> WORK TASK:
The data below holds the lines to copy: everything from the line containing "Referenz ohne Textprüfung." to the line containing "oder enthält Nicht-Ziffern", both ends included, set down exactly.

> RECORDS FOR THIS EXERCISE:

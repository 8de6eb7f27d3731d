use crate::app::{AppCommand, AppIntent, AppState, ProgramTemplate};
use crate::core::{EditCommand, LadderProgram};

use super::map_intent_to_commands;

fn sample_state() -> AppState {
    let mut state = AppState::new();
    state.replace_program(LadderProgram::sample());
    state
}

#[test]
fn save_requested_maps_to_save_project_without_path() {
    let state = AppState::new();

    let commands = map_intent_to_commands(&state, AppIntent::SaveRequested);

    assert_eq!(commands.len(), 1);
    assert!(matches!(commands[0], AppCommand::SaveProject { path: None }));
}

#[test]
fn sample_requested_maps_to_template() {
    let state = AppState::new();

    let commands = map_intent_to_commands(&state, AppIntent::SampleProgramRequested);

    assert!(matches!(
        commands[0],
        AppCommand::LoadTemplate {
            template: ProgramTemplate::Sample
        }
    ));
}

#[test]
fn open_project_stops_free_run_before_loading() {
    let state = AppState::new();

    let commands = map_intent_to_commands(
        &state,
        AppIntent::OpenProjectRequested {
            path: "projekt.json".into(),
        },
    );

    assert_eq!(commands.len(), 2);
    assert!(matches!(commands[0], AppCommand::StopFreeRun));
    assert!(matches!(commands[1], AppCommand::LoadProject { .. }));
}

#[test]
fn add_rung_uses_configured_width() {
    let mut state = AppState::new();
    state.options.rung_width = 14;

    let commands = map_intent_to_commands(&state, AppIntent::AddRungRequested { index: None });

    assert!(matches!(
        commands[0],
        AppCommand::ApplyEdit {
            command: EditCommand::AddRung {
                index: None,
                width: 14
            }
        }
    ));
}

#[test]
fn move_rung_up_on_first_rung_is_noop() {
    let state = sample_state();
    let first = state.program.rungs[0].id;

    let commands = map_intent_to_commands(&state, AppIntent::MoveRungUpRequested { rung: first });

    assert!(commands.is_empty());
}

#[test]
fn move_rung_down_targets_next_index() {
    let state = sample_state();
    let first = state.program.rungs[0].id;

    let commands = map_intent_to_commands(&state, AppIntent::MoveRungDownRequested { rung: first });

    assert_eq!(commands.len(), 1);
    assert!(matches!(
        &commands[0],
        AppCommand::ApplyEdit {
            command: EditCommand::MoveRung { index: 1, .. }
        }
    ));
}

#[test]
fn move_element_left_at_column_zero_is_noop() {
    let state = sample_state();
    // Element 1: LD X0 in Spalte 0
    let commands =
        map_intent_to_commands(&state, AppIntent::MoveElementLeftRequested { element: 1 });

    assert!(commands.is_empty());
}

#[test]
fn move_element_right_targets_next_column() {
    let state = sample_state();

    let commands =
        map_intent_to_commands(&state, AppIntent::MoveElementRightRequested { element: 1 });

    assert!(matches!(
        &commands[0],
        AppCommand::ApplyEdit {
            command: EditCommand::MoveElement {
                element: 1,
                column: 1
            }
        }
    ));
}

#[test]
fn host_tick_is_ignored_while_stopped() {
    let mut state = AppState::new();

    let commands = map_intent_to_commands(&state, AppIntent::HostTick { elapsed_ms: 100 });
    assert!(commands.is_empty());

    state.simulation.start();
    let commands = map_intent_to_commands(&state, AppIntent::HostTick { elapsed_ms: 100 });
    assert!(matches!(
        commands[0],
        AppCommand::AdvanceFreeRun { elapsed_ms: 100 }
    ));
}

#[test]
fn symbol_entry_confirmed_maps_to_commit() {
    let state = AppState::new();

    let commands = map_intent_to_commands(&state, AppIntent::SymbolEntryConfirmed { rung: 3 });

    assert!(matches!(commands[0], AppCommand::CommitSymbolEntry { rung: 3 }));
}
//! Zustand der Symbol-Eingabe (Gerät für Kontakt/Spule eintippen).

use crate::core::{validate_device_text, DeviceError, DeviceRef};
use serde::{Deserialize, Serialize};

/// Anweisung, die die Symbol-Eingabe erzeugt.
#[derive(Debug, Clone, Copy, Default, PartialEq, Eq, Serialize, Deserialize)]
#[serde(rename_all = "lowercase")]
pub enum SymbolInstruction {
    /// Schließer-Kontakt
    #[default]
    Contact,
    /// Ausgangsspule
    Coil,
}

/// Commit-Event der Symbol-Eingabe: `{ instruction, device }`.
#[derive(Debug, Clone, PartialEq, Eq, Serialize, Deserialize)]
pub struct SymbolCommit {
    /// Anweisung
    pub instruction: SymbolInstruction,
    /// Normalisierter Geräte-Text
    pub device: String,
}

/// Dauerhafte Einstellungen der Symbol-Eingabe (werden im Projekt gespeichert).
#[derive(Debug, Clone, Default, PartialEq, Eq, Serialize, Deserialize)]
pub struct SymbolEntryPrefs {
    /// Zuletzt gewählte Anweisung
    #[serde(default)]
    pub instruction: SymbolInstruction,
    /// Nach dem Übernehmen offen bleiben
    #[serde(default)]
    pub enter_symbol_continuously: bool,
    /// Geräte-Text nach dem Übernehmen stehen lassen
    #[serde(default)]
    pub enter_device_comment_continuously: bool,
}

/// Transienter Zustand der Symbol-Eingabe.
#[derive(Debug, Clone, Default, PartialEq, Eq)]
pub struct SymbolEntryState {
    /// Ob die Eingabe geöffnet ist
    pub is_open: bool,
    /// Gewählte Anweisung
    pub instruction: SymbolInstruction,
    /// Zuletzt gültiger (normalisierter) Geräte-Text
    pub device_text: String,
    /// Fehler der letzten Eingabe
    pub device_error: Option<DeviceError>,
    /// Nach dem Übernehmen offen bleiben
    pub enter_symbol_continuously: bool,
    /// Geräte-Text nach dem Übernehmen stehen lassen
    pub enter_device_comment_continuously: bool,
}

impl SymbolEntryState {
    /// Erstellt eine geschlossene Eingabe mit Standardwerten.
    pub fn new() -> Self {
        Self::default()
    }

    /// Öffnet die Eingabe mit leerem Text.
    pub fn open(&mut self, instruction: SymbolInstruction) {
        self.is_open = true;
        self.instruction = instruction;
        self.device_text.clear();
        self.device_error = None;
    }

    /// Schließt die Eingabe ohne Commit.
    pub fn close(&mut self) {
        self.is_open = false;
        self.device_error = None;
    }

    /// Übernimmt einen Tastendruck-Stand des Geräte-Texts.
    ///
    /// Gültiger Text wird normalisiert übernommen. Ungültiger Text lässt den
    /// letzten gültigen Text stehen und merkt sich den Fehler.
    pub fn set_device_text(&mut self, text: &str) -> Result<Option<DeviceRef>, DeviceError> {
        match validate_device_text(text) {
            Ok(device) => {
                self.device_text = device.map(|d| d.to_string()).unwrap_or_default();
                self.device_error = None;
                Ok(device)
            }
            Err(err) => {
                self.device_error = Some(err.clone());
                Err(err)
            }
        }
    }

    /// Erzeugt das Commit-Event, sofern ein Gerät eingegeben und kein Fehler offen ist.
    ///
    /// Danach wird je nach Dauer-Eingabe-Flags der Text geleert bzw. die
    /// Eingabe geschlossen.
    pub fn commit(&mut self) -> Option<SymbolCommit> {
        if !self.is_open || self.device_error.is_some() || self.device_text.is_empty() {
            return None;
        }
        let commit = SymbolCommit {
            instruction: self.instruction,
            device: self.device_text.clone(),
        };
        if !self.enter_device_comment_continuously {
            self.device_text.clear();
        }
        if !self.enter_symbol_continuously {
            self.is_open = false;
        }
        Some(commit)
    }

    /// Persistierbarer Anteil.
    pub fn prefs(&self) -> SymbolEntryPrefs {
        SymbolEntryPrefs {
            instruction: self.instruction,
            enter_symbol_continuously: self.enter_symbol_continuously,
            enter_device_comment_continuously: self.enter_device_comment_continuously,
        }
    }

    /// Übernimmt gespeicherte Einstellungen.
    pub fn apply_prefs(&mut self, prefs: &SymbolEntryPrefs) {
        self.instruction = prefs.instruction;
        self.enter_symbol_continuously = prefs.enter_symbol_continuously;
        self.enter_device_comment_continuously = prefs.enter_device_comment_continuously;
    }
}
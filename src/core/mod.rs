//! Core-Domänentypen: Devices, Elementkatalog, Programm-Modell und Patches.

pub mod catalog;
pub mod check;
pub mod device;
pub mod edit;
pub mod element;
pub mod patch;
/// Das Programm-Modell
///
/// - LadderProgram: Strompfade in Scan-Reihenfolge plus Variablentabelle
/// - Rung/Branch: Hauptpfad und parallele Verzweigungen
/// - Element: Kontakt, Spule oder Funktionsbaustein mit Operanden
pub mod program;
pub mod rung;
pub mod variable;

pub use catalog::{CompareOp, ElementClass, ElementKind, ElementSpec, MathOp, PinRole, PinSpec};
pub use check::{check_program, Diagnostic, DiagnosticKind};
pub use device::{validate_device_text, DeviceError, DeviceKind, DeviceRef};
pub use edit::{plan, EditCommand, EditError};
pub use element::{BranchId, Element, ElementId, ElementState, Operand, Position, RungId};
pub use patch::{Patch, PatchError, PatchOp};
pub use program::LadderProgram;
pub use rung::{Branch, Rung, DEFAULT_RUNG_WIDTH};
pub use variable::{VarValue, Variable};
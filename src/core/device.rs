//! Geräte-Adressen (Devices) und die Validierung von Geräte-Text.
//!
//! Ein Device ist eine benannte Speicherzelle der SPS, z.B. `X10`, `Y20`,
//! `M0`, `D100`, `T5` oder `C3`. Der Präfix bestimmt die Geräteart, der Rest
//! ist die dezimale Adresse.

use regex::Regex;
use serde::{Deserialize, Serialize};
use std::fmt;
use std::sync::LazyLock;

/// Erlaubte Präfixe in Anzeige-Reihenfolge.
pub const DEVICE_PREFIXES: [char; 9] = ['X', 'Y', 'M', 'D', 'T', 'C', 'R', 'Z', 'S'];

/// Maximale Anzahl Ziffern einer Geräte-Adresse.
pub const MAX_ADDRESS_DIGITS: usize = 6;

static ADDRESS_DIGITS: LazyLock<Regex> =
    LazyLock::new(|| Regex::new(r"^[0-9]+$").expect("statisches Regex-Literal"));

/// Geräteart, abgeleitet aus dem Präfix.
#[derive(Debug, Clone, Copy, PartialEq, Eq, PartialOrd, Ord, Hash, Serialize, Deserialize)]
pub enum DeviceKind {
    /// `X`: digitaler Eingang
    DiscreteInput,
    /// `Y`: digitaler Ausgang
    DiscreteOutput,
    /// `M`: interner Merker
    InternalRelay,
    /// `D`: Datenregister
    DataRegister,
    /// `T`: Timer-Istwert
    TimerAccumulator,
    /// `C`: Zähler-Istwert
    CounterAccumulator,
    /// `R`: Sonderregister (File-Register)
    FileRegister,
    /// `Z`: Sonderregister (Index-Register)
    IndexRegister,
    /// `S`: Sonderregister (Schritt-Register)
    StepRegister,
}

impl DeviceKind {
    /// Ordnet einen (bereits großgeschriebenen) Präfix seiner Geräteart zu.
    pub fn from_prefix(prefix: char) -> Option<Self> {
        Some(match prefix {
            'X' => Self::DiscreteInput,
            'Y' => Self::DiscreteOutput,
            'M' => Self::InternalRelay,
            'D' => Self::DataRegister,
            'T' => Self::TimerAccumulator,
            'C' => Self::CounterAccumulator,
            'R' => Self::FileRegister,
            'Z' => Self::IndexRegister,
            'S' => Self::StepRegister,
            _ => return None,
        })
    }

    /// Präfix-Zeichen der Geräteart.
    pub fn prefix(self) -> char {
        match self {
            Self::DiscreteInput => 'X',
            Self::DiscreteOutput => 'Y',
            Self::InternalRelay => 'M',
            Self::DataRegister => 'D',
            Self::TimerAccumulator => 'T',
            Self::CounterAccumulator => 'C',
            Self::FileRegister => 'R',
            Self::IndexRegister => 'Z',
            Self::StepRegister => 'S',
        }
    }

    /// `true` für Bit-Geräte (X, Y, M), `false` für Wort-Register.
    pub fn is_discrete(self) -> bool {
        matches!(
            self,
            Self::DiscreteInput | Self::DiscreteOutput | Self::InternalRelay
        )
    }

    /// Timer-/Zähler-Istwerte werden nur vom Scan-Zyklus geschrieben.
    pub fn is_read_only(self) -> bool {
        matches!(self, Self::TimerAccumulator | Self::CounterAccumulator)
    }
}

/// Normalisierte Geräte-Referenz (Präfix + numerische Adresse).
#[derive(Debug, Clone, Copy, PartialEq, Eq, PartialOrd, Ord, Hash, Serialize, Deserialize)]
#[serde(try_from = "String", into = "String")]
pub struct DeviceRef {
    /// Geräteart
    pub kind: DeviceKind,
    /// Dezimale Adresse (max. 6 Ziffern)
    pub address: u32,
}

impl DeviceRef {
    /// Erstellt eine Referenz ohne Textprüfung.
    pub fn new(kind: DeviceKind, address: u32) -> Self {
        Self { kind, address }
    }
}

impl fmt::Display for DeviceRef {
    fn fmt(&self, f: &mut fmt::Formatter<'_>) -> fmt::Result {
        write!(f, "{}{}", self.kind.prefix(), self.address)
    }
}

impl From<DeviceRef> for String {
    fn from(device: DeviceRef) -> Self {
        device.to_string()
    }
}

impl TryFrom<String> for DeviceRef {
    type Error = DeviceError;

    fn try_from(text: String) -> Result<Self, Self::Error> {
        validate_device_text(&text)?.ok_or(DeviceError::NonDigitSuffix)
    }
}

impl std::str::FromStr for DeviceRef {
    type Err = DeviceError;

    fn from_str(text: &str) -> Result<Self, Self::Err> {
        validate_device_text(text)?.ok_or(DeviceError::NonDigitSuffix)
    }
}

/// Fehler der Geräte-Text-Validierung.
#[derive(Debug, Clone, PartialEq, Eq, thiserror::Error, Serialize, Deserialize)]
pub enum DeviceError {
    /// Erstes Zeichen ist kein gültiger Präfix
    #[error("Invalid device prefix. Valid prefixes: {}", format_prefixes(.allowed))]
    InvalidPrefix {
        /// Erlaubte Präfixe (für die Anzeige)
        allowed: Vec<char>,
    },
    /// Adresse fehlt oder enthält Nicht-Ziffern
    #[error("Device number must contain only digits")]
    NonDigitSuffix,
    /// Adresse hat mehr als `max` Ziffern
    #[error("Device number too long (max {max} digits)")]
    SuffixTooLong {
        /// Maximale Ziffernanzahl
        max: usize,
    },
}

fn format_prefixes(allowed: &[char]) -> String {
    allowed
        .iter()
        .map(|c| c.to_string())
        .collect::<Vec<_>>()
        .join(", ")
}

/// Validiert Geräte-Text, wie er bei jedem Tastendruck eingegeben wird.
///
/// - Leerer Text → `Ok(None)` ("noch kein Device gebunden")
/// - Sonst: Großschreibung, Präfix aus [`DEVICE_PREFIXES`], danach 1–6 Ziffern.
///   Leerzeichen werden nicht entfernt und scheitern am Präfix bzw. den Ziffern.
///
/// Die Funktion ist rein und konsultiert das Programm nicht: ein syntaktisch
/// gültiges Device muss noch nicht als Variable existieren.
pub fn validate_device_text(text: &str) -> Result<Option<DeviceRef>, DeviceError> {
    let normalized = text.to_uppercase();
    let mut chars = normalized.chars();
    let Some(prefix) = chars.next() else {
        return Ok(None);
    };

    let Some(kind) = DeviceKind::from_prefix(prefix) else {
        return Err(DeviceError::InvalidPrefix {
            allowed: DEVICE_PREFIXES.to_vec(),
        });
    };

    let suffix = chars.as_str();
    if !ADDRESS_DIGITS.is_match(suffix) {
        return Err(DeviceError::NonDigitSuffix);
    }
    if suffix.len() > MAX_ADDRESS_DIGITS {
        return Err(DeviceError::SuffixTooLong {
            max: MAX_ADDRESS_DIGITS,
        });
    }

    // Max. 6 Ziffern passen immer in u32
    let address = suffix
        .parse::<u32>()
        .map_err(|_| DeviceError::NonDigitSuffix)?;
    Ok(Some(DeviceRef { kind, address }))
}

> TASK RESPONSE:
    /// Erstellt eine Referenz ohne Textprüfung.
    pub fn new(kind: DeviceKind, address: u32) -> Self {
        Self { kind, address }
    }
}

impl fmt::Display for DeviceRef {
    fn fmt(&self, f: &mut fmt::Formatter<'_>) -> fmt::Result {
        write!(f, "{}{}", self.kind.prefix(), self.address)
    }
}

impl From<DeviceRef> for String {
    fn from(device: DeviceRef) -> Self {
        device.to_string()
    }
}

impl TryFrom<String> for DeviceRef {
    type Error = DeviceError;

    fn try_from(text: String) -> Result<Self, Self::Error> {
        validate_device_text(&text)?.ok_or(DeviceError::NonDigitSuffix)
    }
}

impl std::str::FromStr for DeviceRef {
    type Err = DeviceError;

    fn from_str(text: &str) -> Result<Self, Self::Err> {
        validate_device_text(text)?.ok_or(DeviceError::NonDigitSuffix)
    }
}

/// Fehler der Geräte-Text-Validierung.
#[derive(Debug, Clone, PartialEq, Eq, thiserror::Error, Serialize, Deserialize)]
pub enum DeviceError {
    /// Erstes Zeichen ist kein gültiger Präfix
    #[error("Invalid device prefix. Valid prefixes: {}", format_prefixes(.allowed))]
    InvalidPrefix {
        /// Erlaubte Präfixe (für die Anzeige)
        allowed: Vec<char>,
    },
    /// Adresse fehlt oder enthält Nicht-Ziffern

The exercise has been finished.